Data extracted from a collection:
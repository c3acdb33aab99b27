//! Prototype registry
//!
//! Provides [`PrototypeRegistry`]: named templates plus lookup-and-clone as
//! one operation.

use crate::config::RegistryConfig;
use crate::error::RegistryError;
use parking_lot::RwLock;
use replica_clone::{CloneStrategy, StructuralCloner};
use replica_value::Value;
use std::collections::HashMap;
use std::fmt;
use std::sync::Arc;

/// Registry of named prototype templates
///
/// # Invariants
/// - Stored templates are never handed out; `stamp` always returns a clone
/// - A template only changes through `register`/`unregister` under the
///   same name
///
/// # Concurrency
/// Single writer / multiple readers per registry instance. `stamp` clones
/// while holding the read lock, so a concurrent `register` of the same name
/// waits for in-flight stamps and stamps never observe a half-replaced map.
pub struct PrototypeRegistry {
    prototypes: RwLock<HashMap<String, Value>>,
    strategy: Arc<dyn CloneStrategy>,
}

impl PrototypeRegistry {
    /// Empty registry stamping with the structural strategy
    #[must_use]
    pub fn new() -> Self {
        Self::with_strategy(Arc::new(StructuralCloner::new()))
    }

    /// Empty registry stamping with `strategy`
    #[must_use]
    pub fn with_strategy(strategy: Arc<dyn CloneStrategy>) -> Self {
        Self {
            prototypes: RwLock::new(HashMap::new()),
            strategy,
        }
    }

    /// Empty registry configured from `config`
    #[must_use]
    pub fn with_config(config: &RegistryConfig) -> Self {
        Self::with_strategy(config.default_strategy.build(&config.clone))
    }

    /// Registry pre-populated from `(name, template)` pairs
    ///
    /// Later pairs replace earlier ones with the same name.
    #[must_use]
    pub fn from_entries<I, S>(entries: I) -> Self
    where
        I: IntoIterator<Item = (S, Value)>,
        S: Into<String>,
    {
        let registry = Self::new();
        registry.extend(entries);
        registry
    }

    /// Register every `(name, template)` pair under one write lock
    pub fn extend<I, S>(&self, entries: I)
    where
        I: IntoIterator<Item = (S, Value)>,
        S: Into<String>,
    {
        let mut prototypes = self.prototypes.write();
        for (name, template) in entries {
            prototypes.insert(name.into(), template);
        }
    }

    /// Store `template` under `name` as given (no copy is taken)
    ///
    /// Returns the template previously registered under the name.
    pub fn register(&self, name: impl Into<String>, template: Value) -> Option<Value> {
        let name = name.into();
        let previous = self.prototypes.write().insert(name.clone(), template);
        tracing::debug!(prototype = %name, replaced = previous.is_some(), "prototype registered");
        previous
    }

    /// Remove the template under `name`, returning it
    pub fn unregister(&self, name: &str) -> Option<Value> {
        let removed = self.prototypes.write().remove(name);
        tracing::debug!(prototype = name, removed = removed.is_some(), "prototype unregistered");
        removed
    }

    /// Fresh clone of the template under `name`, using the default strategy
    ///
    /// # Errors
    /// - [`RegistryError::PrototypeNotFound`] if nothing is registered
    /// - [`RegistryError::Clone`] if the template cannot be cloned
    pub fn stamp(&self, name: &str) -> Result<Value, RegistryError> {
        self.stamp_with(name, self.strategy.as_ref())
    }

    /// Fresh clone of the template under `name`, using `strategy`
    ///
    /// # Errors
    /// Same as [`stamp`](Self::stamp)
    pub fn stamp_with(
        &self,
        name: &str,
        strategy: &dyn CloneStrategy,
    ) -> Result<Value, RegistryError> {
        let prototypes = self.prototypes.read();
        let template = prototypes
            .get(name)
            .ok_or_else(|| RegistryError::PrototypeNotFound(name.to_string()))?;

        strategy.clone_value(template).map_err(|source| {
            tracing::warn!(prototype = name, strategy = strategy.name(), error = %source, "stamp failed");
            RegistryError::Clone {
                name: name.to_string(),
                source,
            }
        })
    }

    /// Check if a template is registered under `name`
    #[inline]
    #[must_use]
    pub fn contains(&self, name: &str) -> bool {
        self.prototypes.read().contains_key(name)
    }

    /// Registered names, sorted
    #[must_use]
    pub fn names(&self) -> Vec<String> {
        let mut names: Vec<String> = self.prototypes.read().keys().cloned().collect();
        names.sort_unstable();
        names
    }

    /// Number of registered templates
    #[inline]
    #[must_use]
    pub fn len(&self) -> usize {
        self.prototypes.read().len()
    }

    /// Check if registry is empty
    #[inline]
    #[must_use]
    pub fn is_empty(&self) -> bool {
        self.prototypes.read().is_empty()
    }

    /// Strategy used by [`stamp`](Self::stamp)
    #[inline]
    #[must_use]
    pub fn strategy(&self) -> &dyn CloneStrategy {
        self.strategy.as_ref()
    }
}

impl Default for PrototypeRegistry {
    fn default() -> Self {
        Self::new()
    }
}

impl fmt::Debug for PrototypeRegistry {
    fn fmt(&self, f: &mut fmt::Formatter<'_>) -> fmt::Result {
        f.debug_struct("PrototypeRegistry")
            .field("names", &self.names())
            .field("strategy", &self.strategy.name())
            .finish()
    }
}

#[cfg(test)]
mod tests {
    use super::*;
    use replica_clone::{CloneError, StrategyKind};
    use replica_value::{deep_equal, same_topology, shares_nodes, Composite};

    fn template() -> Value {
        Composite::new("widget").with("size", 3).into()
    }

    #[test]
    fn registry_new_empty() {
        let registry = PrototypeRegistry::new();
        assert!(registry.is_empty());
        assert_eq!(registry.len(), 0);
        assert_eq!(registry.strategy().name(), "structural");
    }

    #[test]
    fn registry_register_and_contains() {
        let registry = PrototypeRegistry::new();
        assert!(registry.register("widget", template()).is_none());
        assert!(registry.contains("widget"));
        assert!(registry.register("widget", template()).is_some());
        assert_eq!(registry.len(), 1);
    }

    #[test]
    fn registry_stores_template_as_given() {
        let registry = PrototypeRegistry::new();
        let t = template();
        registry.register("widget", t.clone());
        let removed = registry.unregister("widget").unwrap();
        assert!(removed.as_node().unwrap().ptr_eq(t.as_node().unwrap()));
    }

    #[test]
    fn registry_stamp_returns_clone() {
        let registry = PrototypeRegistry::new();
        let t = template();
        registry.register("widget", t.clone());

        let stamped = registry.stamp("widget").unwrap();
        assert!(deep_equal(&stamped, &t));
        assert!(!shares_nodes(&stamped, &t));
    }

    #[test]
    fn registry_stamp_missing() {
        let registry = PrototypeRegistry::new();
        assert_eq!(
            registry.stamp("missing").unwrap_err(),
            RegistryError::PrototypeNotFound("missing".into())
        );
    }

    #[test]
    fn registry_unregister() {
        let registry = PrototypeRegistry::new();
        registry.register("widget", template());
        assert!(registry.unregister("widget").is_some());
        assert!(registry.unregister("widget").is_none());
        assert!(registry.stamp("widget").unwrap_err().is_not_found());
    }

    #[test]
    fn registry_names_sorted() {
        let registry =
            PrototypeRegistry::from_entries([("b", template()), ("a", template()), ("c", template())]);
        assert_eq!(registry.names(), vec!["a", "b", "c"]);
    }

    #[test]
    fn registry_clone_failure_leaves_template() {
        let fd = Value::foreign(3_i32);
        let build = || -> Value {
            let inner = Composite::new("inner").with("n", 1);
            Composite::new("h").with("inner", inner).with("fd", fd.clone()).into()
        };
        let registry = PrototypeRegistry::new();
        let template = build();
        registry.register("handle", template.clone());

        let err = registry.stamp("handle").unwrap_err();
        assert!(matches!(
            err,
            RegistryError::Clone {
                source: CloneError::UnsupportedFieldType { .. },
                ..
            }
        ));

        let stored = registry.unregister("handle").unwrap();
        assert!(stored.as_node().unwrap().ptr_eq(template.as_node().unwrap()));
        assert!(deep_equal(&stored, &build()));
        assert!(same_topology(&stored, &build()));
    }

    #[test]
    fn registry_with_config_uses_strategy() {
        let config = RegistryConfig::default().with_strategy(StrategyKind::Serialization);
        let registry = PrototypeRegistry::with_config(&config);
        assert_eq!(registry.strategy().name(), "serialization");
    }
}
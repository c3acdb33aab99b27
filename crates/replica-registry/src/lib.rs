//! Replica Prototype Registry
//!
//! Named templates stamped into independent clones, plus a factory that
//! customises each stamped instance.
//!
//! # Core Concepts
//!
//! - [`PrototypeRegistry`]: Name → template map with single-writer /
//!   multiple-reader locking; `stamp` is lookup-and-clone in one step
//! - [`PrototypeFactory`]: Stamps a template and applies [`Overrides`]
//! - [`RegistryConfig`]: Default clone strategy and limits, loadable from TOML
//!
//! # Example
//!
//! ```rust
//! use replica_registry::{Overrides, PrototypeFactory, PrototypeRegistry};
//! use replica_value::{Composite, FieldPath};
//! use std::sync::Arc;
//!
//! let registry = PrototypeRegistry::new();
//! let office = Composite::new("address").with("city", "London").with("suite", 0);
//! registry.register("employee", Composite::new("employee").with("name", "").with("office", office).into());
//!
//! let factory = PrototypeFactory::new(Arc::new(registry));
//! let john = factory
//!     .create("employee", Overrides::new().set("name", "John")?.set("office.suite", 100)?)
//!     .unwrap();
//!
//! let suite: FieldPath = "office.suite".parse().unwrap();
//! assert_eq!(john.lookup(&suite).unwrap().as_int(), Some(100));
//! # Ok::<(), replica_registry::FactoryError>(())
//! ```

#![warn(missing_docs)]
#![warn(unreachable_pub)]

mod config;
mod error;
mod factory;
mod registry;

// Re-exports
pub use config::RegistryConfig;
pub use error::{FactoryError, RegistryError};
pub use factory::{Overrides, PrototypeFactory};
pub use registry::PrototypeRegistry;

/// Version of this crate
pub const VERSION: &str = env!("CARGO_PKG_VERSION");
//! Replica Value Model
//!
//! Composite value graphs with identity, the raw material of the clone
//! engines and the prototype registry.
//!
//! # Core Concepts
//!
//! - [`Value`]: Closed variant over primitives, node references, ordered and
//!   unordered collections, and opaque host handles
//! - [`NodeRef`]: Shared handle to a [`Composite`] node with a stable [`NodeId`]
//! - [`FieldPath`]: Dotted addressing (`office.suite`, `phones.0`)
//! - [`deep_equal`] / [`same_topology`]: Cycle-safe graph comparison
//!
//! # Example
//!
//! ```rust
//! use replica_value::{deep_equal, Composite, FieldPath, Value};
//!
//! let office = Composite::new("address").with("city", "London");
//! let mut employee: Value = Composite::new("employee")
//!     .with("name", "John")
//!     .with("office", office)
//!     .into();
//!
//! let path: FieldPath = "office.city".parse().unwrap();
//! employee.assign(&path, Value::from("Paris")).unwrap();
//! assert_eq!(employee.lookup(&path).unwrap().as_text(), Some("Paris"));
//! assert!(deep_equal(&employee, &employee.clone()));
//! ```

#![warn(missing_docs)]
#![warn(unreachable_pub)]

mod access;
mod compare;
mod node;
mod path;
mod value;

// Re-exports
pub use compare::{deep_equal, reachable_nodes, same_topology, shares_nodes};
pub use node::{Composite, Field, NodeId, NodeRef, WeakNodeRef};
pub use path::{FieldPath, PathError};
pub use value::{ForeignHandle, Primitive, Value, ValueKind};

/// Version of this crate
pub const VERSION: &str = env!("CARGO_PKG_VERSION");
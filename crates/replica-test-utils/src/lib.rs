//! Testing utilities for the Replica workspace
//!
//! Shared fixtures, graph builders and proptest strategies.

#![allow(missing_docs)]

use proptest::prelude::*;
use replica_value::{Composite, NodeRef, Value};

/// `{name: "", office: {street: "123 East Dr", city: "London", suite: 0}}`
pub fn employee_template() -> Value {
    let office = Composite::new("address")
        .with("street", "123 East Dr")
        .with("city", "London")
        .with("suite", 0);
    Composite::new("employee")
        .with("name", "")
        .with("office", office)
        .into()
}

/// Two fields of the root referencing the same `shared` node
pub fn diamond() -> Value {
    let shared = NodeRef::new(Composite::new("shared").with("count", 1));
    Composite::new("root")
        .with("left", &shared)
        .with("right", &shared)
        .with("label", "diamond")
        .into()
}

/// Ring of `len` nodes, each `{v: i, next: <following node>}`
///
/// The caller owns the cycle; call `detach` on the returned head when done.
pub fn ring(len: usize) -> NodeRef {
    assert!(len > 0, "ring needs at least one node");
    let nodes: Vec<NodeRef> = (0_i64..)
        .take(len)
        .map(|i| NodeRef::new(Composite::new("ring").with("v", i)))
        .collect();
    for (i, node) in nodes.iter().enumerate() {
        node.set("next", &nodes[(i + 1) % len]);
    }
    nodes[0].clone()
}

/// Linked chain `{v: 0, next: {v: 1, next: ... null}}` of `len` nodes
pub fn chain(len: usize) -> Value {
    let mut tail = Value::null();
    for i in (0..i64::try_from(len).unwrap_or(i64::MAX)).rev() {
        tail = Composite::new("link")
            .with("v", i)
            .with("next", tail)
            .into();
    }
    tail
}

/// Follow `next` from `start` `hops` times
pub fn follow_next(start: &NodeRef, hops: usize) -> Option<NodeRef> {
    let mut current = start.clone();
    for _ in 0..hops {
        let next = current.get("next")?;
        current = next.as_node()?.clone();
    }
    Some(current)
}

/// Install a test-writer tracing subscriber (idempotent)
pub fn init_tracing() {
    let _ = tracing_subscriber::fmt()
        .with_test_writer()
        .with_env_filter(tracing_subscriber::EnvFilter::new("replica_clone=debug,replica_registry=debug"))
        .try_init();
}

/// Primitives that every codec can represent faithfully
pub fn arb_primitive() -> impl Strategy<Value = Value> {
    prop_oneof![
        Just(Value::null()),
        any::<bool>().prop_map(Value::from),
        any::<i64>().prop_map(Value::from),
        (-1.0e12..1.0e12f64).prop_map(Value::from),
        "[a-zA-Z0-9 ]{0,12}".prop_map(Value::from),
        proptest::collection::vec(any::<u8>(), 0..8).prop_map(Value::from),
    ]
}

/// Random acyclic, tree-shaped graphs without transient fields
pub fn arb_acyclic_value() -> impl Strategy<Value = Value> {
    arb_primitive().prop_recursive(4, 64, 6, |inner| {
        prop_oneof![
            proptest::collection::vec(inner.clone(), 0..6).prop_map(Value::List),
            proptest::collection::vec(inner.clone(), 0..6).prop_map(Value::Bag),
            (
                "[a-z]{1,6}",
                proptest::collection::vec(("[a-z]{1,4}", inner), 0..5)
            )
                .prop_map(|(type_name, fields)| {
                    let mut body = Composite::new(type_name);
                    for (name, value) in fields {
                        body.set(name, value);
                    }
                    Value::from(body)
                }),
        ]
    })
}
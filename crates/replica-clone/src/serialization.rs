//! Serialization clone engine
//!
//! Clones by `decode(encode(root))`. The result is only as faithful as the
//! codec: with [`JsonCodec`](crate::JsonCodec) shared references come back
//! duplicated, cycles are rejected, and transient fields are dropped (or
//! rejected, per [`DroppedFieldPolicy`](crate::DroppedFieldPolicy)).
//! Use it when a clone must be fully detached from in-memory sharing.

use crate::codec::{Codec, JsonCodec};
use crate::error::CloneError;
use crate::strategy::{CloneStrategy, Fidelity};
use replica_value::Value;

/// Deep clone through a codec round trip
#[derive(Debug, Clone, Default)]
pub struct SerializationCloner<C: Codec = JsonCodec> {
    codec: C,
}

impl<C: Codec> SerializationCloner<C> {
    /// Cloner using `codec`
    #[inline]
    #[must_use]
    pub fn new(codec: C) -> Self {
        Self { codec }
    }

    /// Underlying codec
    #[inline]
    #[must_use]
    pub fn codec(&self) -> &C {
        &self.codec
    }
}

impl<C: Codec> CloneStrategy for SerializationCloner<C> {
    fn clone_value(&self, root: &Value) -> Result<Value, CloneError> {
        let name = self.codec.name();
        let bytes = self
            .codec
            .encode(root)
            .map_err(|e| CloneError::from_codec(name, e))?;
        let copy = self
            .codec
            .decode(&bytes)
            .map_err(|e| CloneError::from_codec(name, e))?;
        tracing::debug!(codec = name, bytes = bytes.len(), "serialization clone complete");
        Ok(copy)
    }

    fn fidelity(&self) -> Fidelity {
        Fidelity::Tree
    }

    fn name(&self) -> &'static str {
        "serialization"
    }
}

The task: Using the entries above, return exactly the lines from the line with "pub fn with_strategy(strategy: Arc<dyn" to the line with "pub fn with_config(config: &RegistryConfig)", counting both of those lines.

Response area:
    pub fn with_strategy(strategy: Arc<dyn CloneStrategy>) -> Self {
        Self {
            prototypes: RwLock::new(HashMap::new()),
            strategy,
        }
    }

    /// Empty registry configured from `config`
    #[must_use]
    pub fn with_config(config: &RegistryConfig) -> Self {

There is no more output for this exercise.